The U.S. economy is in the throes of a recession whose severity will only be known once it has ended.This recession is the result of the collapse of the financial system, which raises the question: is it the collapse of the financial system that hit over-indebted consumers so hard, or did over-indebted consumers, crushed by an ever-increasing debt load, bring about the collapse of the system? It’s the old paradox of the chicken and the egg.
In 2005, the savings rate of Americans was negative: they were spending more than they were earning. Consumers were even dipping into their savings to maintain their lifestyle.Many Americans engaged in this risky practice because the value of their homes continued to rise. At that point, many analysts felt the situation was already dangerous.With more than 78 million Americans reaching retirement age in the near future, the upward spiral in real estate prices could not last.The Great Depression is the only period in history when the savings rate was negative.

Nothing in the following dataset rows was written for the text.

use super::Value;

use std::ops;

/// The positional values of one result row.
#[derive(Debug, Default, Clone, PartialEq)]
pub struct ValueRecord {
    pub fields: Vec<Value>,
}

impl ValueRecord {
    pub fn from_vec(fields: Vec<Value>) -> Self {
        Self { fields }
    }

    pub fn into_vec(self) -> Vec<Value> {
        self.fields
    }
}

impl ops::Deref for ValueRecord {
    type Target = [Value];

    fn deref(&self) -> &Self::Target {
        &self.fields
    }
}

impl IntoIterator for ValueRecord {
    type Item = Value;
    type IntoIter = std::vec::IntoIter<Value>;

    fn into_iter(self) -> Self::IntoIter {
        self.fields.into_iter()
    }
}

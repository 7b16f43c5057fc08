mod connect;

use crate::{
    transaction::{Transaction, TransactionBuilder},
    Executor, Result,
};

use sqlscan_core::{
    async_trait,
    driver::{Connection, ExecResult, Row, Rows, TransactionOptions},
    stmt::Value,
};
use tracing::debug;

/// A database handle wrapping one driver connection.
#[derive(Debug)]
pub struct Db {
    connection: Box<dyn Connection>,

    /// Set when a transaction is dropped without commit or rollback. Drop
    /// cannot issue the asynchronous `ROLLBACK`, so the next operation does.
    pub(crate) rollback_pending: bool,
}

impl Db {
    /// Connects to the database named by `url`.
    ///
    /// Supported schemes are `postgresql` (feature `postgresql`) and `sqlite`
    /// (feature `sqlite`), e.g. `sqlite::memory:`.
    pub async fn connect(url: &str) -> Result<Db> {
        let connection = connect::connect(url).await?;
        Ok(Db::from_boxed(connection))
    }

    /// Wraps an already established driver connection.
    pub fn new(connection: impl Connection) -> Db {
        Db::from_boxed(Box::new(connection))
    }

    fn from_boxed(connection: Box<dyn Connection>) -> Db {
        Db {
            connection,
            rollback_pending: false,
        }
    }

    /// Starts a transaction with default options.
    pub async fn begin(&mut self) -> Result<Transaction<'_>> {
        Transaction::begin_with(self, TransactionOptions::default()).await
    }

    /// Starts a transaction with the given options.
    pub async fn begin_with(&mut self, options: TransactionOptions) -> Result<Transaction<'_>> {
        Transaction::begin_with(self, options).await
    }

    /// Returns a builder for configuring a transaction before starting it.
    pub fn transaction(&mut self) -> TransactionBuilder<'_> {
        TransactionBuilder::new(self)
    }

    /// The driver connection, after rolling back any dropped transaction.
    pub(crate) async fn connection(&mut self) -> Result<&mut dyn Connection> {
        if self.rollback_pending {
            self.rollback_pending = false;
            debug!("rolling back dropped transaction");
            self.connection.rollback().await?;
        }

        Ok(&mut *self.connection)
    }
}

#[async_trait]
impl Executor for Db {
    async fn query(&mut self, sql: &str, params: &[Value]) -> Result<Rows> {
        debug!(sql, params = params.len(), "query");
        self.connection().await?.query(sql, params).await
    }

    async fn query_row(&mut self, sql: &str, params: &[Value]) -> Result<Row> {
        debug!(sql, params = params.len(), "query_row");
        self.connection().await?.query_row(sql, params).await
    }

    async fn exec(&mut self, sql: &str, params: &[Value]) -> Result<ExecResult> {
        debug!(sql, params = params.len(), "exec");
        self.connection().await?.execute(sql, params).await
    }
}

From the end of the Second World War until the early 1980s, the savings rate of the typical American family remained above 10%.

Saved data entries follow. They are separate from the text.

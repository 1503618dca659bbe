//! In-process graph store.
//!
//! Behaves like the Neo4j client for everything the executor relies on:
//! merge-on-key upserts, batches that commit atomically, missing-endpoint
//! detection and uniqueness constraints. Used by `insight build --dry-run` and
//! by tests, which can make it reject specific identifier values or drop
//! offline after a number of commits.

use std::collections::{BTreeMap, BTreeSet, HashSet};
use std::sync::{Arc, Mutex, MutexGuard};

use async_trait::async_trait;
use insight_core::{Value, ValueKey};

use crate::mutator::{GraphMutator, MergeOutcome, MutationBatch, NodeRef, Properties, StoreError};
use crate::queries::GraphStatistics;

type NodeKey = (String, ValueKey);
type EdgeKey = (String, NodeKey, NodeKey);

#[derive(Debug, Default)]
struct MemoryState {
    constraints: BTreeSet<(String, String)>,
    nodes: BTreeMap<NodeKey, Properties>,
    edges: BTreeMap<EdgeKey, Properties>,
    commits: u64,
    offline: bool,
    offline_after_commits: Option<u64>,
    rejected_values: HashSet<ValueKey>,
}

impl MemoryState {
    fn check_online(&self) -> Result<(), StoreError> {
        if self.offline {
            Err(StoreError::Unavailable("in-memory graph is offline".to_string()))
        } else {
            Ok(())
        }
    }

    fn check_accepted(&self, key: &ValueKey) -> Result<(), StoreError> {
        if self.rejected_values.contains(key) {
            Err(StoreError::Rejected(format!("value {key:?} rejected by store")))
        } else {
            Ok(())
        }
    }
}

/// A shareable in-memory graph. Clone is cheap (inner Arc).
#[derive(Debug, Clone, Default)]
pub struct MemoryGraph {
    state: Arc<Mutex<MemoryState>>,
}

impl MemoryGraph {
    pub fn new() -> Self {
        Self::default()
    }

    fn lock(&self) -> MutexGuard<'_, MemoryState> {
        // A panic while holding the lock leaves the maps consistent; keep going.
        self.state.lock().unwrap_or_else(|poisoned| poisoned.into_inner())
    }

    // ── Failure Injection ────────────────────────────────────────

    /// Reject any merge whose identifier or endpoint equals `value`.
    pub fn reject_value(&self, value: impl Into<Value>) {
        if let Some(key) = value.into().key() {
            self.lock().rejected_values.insert(key);
        }
    }

    /// Make every subsequent call fail as unreachable (or recover).
    pub fn set_offline(&self, offline: bool) {
        self.lock().offline = offline;
    }

    /// Go offline once `commits` batches have been committed.
    pub fn go_offline_after(&self, commits: u64) {
        self.lock().offline_after_commits = Some(commits);
    }

    // ── Inspection ───────────────────────────────────────────────

    pub fn node_count(&self) -> usize {
        self.lock().nodes.len()
    }

    pub fn relationship_count(&self) -> usize {
        self.lock().edges.len()
    }

    pub fn committed_batches(&self) -> u64 {
        self.lock().commits
    }

    /// Properties of the node with this label and identifier value.
    pub fn node(&self, label: &str, id: &Value) -> Option<Properties> {
        let key = id.key()?;
        self.lock().nodes.get(&(label.to_string(), key)).cloned()
    }

    /// Properties of the relationship between two nodes.
    pub fn relationship(
        &self,
        rel_type: &str,
        source: (&str, &Value),
        target: (&str, &Value),
    ) -> Option<Properties> {
        let key = (
            rel_type.to_string(),
            (source.0.to_string(), source.1.key()?),
            (target.0.to_string(), target.1.key()?),
        );
        self.lock().edges.get(&key).cloned()
    }

    pub fn has_constraint(&self, label: &str, property: &str) -> bool {
        self.lock()
            .constraints
            .contains(&(label.to_string(), property.to_string()))
    }
}

#[async_trait]
impl GraphMutator for MemoryGraph {
    async fn declare_unique_constraint(
        &self,
        label: &str,
        property: &str,
    ) -> Result<(), StoreError> {
        let mut state = self.lock();
        state.check_online()?;
        state
            .constraints
            .insert((label.to_string(), property.to_string()));
        Ok(())
    }

    async fn begin_batch(&self) -> Result<Box<dyn MutationBatch>, StoreError> {
        self.lock().check_online()?;
        Ok(Box::new(MemoryBatch {
            graph: self.clone(),
            nodes: BTreeMap::new(),
            edges: BTreeMap::new(),
        }))
    }

    async fn clear(&self) -> Result<u64, StoreError> {
        let mut state = self.lock();
        state.check_online()?;
        let deleted = state.nodes.len() as u64;
        state.nodes.clear();
        state.edges.clear();
        Ok(deleted)
    }

    async fn statistics(&self) -> Result<GraphStatistics, StoreError> {
        let state = self.lock();
        state.check_online()?;

        let mut stats = GraphStatistics {
            node_count: state.nodes.len() as u64,
            relationship_count: state.edges.len() as u64,
            ..Default::default()
        };
        for (label, _) in state.nodes.keys() {
            *stats.label_counts.entry(label.clone()).or_default() += 1;
        }
        for (rel_type, _, _) in state.edges.keys() {
            *stats
                .relationship_type_counts
                .entry(rel_type.clone())
                .or_default() += 1;
        }
        Ok(stats)
    }
}

/// Pending writes, applied to the shared state only on commit.
struct MemoryBatch {
    graph: MemoryGraph,
    nodes: BTreeMap<NodeKey, Properties>,
    edges: BTreeMap<EdgeKey, Properties>,
}

fn node_key(label: &str, id: &Value) -> Result<NodeKey, StoreError> {
    id.key()
        .map(|key| (label.to_string(), key))
        .ok_or_else(|| StoreError::Rejected(format!("null merge key for {label}")))
}

#[async_trait]
impl MutationBatch for MemoryBatch {
    async fn merge_node(
        &mut self,
        label: &str,
        id_property: &str,
        id: &Value,
        attributes: &Properties,
    ) -> Result<MergeOutcome, StoreError> {
        let key = node_key(label, id)?;
        let existed = {
            let state = self.graph.lock();
            state.check_online()?;
            state.check_accepted(&key.1)?;
            state.nodes.contains_key(&key)
        };

        let pending = self.nodes.entry(key).or_default();
        let outcome = if existed || !pending.is_empty() {
            MergeOutcome::Merged
        } else {
            MergeOutcome::Created
        };
        pending.insert(id_property.to_string(), id.clone());
        pending.extend(attributes.iter().map(|(k, v)| (k.clone(), v.clone())));
        Ok(outcome)
    }

    async fn merge_relationship(
        &mut self,
        rel_type: &str,
        source: NodeRef<'_>,
        target: NodeRef<'_>,
        attributes: &Properties,
    ) -> Result<MergeOutcome, StoreError> {
        let source_key = node_key(source.label, source.id)?;
        let target_key = node_key(target.label, target.id)?;
        let key = (rel_type.to_string(), source_key, target_key);

        let (endpoints_exist, existed) = {
            let state = self.graph.lock();
            state.check_online()?;
            state.check_accepted(&key.1 .1)?;
            state.check_accepted(&key.2 .1)?;
            let exists = |k: &NodeKey| state.nodes.contains_key(k) || self.nodes.contains_key(k);
            (
                exists(&key.1) && exists(&key.2),
                state.edges.contains_key(&key),
            )
        };
        if !endpoints_exist {
            return Ok(MergeOutcome::MissingEndpoint);
        }

        let outcome = if existed || self.edges.contains_key(&key) {
            MergeOutcome::Merged
        } else {
            MergeOutcome::Created
        };
        self.edges
            .entry(key)
            .or_default()
            .extend(attributes.iter().map(|(k, v)| (k.clone(), v.clone())));
        Ok(outcome)
    }

    async fn commit(&mut self) -> Result<(), StoreError> {
        let mut state = self.graph.lock();
        state.check_online()?;

        for (key, props) in std::mem::take(&mut self.nodes) {
            state.nodes.entry(key).or_default().extend(props);
        }
        for (key, props) in std::mem::take(&mut self.edges) {
            state.edges.entry(key).or_default().extend(props);
        }
        state.commits += 1;
        if state.offline_after_commits == Some(state.commits) {
            state.offline = true;
        }
        Ok(())
    }

    async fn rollback(&mut self) -> Result<(), StoreError> {
        self.nodes.clear();
        self.edges.clear();
        Ok(())
    }
}

#[cfg(test)]
mod tests {
    use super::*;

    fn props(pairs: &[(&str, Value)]) -> Properties {
        pairs
            .iter()
            .map(|(k, v)| (k.to_string(), v.clone()))
            .collect()
    }

    #[tokio::test]
    async fn merge_node_is_an_upsert() {
        let graph = MemoryGraph::new();
        let id = Value::Int(1);

        let mut batch = graph.begin_batch().await.unwrap();
        let first = batch
            .merge_node("Customer", "id", &id, &props(&[("name", "Ada".into())]))
            .await
            .unwrap();
        batch.commit().await.unwrap();

        let mut batch = graph.begin_batch().await.unwrap();
        let second = batch
            .merge_node("Customer", "id", &id, &props(&[("name", "Grace".into())]))
            .await
            .unwrap();
        batch.commit().await.unwrap();

        assert_eq!(first, MergeOutcome::Created);
        assert_eq!(second, MergeOutcome::Merged);
        assert_eq!(graph.node_count(), 1);
        let node = graph.node("Customer", &id).unwrap();
        assert_eq!(node["name"], Value::from("Grace"));
        assert_eq!(node["id"], id);
    }

    #[tokio::test]
    async fn relationship_needs_both_endpoints() {
        let graph = MemoryGraph::new();
        let (c1, o1, missing) = (Value::Int(1), Value::Int(10), Value::Int(99));

        let mut batch = graph.begin_batch().await.unwrap();
        batch
            .merge_node("Customer", "id", &c1, &Properties::new())
            .await
            .unwrap();
        batch
            .merge_node("Order", "order_id", &o1, &Properties::new())
            .await
            .unwrap();

        let ok = batch
            .merge_relationship(
                "Order_TO_Customer",
                NodeRef::new("Order", "order_id", &o1),
                NodeRef::new("Customer", "id", &c1),
                &Properties::new(),
            )
            .await
            .unwrap();
        let dangling = batch
            .merge_relationship(
                "Order_TO_Customer",
                NodeRef::new("Order", "order_id", &o1),
                NodeRef::new("Customer", "id", &missing),
                &Properties::new(),
            )
            .await
            .unwrap();
        batch.commit().await.unwrap();

        assert_eq!(ok, MergeOutcome::Created);
        assert_eq!(dangling, MergeOutcome::MissingEndpoint);
        assert_eq!(graph.relationship_count(), 1);
    }

    #[tokio::test]
    async fn rollback_discards_pending_writes() {
        let graph = MemoryGraph::new();
        let mut batch = graph.begin_batch().await.unwrap();
        batch
            .merge_node("Customer", "id", &Value::Int(1), &Properties::new())
            .await
            .unwrap();
        batch.rollback().await.unwrap();

        assert_eq!(graph.node_count(), 0);
        assert_eq!(graph.committed_batches(), 0);
    }

    #[tokio::test]
    async fn injected_failures() {
        let graph = MemoryGraph::new();
        graph.reject_value("bad");

        let mut batch = graph.begin_batch().await.unwrap();
        let err = batch
            .merge_node("Customer", "id", &Value::from("bad"), &Properties::new())
            .await
            .unwrap_err();
        assert!(matches!(err, StoreError::Rejected(_)));

        graph.set_offline(true);
        let err = graph.begin_batch().await.err().unwrap();
        assert!(err.is_unavailable());
    }

    #[tokio::test]
    async fn statistics_and_clear() {
        let graph = MemoryGraph::new();
        graph.declare_unique_constraint("Customer", "id").await.unwrap();
        let mut batch = graph.begin_batch().await.unwrap();
        for i in 0..3 {
            batch
                .merge_node("Customer", "id", &Value::Int(i), &Properties::new())
                .await
                .unwrap();
        }
        batch.commit().await.unwrap();

        let stats = graph.statistics().await.unwrap();
        assert_eq!(stats.node_count, 3);
        assert_eq!(stats.label_counts["Customer"], 3);
        assert!(graph.has_constraint("Customer", "id"));

        assert_eq!(graph.clear().await.unwrap(), 3);
        assert_eq!(graph.node_count(), 0);
    }
}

After 1981, interest rates reached a record high and then began to fall, encouraging Americans to save less and spend more.This was the beginning of what is now referred to as ”The Great Bull Market.” Note that the record highs on the S&P 500 coincide with lows in the savings rate. Already in 2006, warnings were issued that the bull market was supported only by excessive spending made possible by too low interest rates. It didn’t take a genius to see that a negative savings rate was unsustainable over the long term. And what was bound to happen did happen.
The current crisis will surely affect the average American’s propensity to spend. After the Great Depression, we saw a whole generation of Americans who considered debt a dangerous folly and who were obsessed with saving.The present crisis could have a similar effect on the behaviour of our neighbours to the south. In late 2008, the savings rate was around 1.3%; many economists now expect this rate to gradually climb to 8% over the next decade. Others believe Americans will become voracious consumers again once the economy bounces back. Many Americans, even younger ones, now realize that the onus is on them to prepare for their golden years, and that they will have to maintain a reasonable savings rate in order to enjoy a comfortable retirement. How long this change in behaviour lasts will probably depend on the length of the recession.
A higher savings rate is an excellent thing for an individual’s financial security, but it hurts economic growth.Consumer spending accounts for 70% of economic activity.
So the economy needs a low savings rate to pick up again, and consumers need a high savings rate to regain financial health.A return to savings is inevitable.The problem now is to figure out how long the situation will last, how long it will take for the rest of the economy to adjust, and how long it will take for the stock markets to reflect this new reality.